Why spend $300K, two years of your life, and an untold number of hours listening to an expensively-dressed Type A neuroticist named Josh or Julia or Juan explain “how they did it at Bain”?
The answer, of course, is never just one thing. It’s a cocktail of ambition, FOMO, economic reality, and spiritual exhaustion.
Reason #1: The “Up-or-Out” Funnel
This one’s easy, and most common. You work at a firm where, after two years, HR gives you a friendly little ultimatum: Get promoted, or get out. And oh- no MBA? No promotion.
Congratulations, you're now a classic Up-or-Out Candidate™. These folks are mostly consultants, bankers, and private equity analysts who have become fluent in the language of “learnings” and “levers” but somehow still need formal permission to lead a team. So, they go back to school to upgrade.
They do two years at Harvard, Stanford, Wharton, or whatever feels acceptably elite (or where their parents went), and then return to the same industry… just with a higher title, a bigger signing bonus, and a slightly more attractive better half.
Reason #2: Social Capital Arbitrage
This is the real currency of business school. Not what you know. Who you sit next to while pretending to know it.

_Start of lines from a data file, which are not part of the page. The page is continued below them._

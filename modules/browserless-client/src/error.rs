use thiserror::Error;

pub type Result<T> = std::result::Result<T, BrowserlessError>;

#[derive(Debug, Error)]
pub enum BrowserlessError {
    #[error("Network error: {0}")]
    Network(String),

    #[error("Request timed out: {0}")]
    Timeout(String),

    #[error("API error (status {status}): {message}")]
    Api { status: u16, message: String },

    #[error("Parse error: {0}")]
    Parse(String),

    #[error("Client setup error: {0}")]
    Setup(String),
}

impl From<reqwest::Error> for BrowserlessError {
    fn from(err: reqwest::Error) -> Self {
        if err.is_timeout() {
            BrowserlessError::Timeout(err.to_string())
        } else if err.is_decode() {
            BrowserlessError::Parse(err.to_string())
        } else {
            BrowserlessError::Network(err.to_string())
        }
    }
}

impl From<serde_json::Error> for BrowserlessError {
    fn from(err: serde_json::Error) -> Self {
        BrowserlessError::Parse(err.to_string())
    }
}
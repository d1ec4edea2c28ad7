use std::time::Duration;

use anyhow::{Context, Result};
use async_trait::async_trait;
use serde::Deserialize;

use mapsy_common::{GeocodeError, GeocodeResult};

use super::{parse_coordinate, GeocodeProvider};

/// Kakao Local address search. Korean addresses only.
pub struct KakaoGeocoder {
    client: reqwest::Client,
    api_url: String,
    api_key: String,
}

#[derive(Deserialize)]
struct AddressSearch {
    #[serde(default)]
    documents: Vec<AddressDocument>,
}

#[derive(Deserialize)]
struct AddressDocument {
    x: serde_json::Value,
    y: serde_json::Value,
}

impl KakaoGeocoder {
    pub fn new(api_url: &str, api_key: &str, timeout: Duration) -> Result<Self> {
        let client = reqwest::Client::builder()
            .timeout(timeout)
            .build()
            .context("Failed to build Kakao HTTP client")?;
        Ok(Self {
            client,
            api_url: api_url.to_string(),
            api_key: api_key.to_string(),
        })
    }
}

#[async_trait]
impl GeocodeProvider for KakaoGeocoder {
    fn name(&self) -> &str {
        "kakao"
    }

    async fn geocode(&self, address: &str) -> Result<GeocodeResult, GeocodeError> {
        tracing::debug!(address, "Kakao geocode request");

        let resp = self
            .client
            .get(&self.api_url)
            .query(&[("query", address)])
            .header("Authorization", format!("KakaoAK {}", self.api_key))
            .send()
            .await
            .map_err(|e| GeocodeError::Request(e.to_string()))?;

        let status = resp.status();
        if !status.is_success() {
            let body = resp.text().await.unwrap_or_default();
            return Err(GeocodeError::Request(format!("Kakao returned {status}: {body}")));
        }

        let search: AddressSearch = resp
            .json()
            .await
            .map_err(|e| GeocodeError::Parse(e.to_string()))?;

        let document = search
            .documents
            .into_iter()
            .next()
            .ok_or_else(|| GeocodeError::NotFound(address.to_string()))?;

        Ok(GeocodeResult {
            latitude: parse_coordinate(&document.y)?,
            longitude: parse_coordinate(&document.x)?,
            provider: self.name().to_string(),
        })
    }
}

At MBA programs, you’re not just “building a network” but are participating in a two-year social liquidity event. The people around you are future investors, board members, power brokers, and- let’s be honest, according to the NY District Attorney who came to speak to my Section- potential co-defendants.
Sure, you could cold-DM someone on LinkedIn. But saying, “We were in Section C together” unlocks faster capital than “I saw your thread on growth marketing and found it insightful.” When you’re launching your third startup, trying to raise from a shady family office in Dubai, or looking for intros to regulators, guess who shows up? The group chat.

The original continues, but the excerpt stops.